• **MATERIAL SHOWN**:
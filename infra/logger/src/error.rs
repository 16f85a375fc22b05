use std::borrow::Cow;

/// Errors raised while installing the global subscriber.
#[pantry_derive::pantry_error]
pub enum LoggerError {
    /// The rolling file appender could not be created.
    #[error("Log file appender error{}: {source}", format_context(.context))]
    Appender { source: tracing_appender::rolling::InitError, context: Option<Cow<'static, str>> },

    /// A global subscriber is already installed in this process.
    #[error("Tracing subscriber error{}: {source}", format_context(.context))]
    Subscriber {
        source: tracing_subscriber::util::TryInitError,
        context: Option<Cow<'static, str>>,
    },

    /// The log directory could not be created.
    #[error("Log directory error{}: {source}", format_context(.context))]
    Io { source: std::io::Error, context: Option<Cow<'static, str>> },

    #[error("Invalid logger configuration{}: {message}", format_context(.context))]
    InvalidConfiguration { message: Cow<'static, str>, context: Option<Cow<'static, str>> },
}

==

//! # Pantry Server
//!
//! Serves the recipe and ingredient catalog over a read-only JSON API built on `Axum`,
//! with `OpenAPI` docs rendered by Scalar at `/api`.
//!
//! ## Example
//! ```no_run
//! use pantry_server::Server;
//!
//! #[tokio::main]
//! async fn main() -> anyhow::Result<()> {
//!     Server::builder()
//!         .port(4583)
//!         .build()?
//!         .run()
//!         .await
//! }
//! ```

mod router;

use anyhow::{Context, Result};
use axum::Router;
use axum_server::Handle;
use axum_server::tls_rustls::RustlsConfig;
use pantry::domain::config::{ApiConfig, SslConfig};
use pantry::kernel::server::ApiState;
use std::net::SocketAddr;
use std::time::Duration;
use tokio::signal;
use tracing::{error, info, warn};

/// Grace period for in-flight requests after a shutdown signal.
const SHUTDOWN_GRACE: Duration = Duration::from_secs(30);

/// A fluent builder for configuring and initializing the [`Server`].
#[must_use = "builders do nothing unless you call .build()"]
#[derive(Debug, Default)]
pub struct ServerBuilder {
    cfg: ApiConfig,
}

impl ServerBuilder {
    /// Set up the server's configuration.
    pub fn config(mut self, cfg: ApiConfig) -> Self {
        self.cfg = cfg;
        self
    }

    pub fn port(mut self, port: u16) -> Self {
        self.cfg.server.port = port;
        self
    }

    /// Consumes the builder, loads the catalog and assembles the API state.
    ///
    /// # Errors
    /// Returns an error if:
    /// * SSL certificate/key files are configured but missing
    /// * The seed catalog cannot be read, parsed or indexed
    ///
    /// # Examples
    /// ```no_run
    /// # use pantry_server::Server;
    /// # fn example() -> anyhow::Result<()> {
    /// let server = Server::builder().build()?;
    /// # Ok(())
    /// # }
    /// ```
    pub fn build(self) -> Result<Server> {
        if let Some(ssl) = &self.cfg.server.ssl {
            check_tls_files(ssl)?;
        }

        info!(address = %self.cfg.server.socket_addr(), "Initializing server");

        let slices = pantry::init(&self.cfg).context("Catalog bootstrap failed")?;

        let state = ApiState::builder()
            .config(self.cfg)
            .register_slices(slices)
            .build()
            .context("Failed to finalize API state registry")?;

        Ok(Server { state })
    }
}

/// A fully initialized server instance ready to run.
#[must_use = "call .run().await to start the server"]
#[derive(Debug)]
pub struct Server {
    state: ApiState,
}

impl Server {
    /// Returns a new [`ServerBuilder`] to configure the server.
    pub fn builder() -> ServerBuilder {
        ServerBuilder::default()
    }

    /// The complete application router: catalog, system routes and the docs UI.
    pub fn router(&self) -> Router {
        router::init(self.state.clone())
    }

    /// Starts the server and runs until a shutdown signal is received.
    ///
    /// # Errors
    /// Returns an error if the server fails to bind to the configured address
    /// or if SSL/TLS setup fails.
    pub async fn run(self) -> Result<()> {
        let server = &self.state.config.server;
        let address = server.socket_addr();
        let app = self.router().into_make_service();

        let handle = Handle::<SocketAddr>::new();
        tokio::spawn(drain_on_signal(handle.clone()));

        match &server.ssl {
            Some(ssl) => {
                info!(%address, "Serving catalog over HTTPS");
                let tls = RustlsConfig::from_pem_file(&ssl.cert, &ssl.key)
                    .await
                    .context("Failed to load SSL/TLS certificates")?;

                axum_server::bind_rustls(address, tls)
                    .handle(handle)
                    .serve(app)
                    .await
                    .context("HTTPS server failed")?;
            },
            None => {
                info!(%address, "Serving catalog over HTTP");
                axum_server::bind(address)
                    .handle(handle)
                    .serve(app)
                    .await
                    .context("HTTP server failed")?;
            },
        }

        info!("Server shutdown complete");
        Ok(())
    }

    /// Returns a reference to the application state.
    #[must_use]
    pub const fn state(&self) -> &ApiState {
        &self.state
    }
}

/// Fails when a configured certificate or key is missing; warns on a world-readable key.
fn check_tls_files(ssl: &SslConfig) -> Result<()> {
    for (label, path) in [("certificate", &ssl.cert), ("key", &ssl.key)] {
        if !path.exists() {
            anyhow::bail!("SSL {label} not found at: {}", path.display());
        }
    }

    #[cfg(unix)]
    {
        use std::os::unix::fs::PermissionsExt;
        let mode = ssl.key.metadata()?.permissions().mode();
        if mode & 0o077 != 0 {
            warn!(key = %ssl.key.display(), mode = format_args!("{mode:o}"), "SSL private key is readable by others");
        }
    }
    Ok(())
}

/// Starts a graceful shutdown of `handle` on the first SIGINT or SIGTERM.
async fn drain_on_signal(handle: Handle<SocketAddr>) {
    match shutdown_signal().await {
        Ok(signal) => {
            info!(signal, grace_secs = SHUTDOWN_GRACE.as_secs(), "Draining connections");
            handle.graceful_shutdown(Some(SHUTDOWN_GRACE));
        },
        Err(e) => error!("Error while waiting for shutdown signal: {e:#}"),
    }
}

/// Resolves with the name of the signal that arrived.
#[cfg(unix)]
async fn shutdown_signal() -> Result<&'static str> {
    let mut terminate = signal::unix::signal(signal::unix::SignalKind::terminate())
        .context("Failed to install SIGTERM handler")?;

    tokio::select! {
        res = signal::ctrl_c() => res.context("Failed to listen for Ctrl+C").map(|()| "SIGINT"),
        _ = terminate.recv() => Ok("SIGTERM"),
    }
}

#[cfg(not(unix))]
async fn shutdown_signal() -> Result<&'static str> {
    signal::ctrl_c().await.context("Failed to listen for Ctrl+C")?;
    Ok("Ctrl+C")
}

• **WHAT TO WORK ON**: Copy each line above where "could" appears.

• **EXERCISE RESULT**:
    /// The rolling file appender could not be created.
    /// The log directory could not be created.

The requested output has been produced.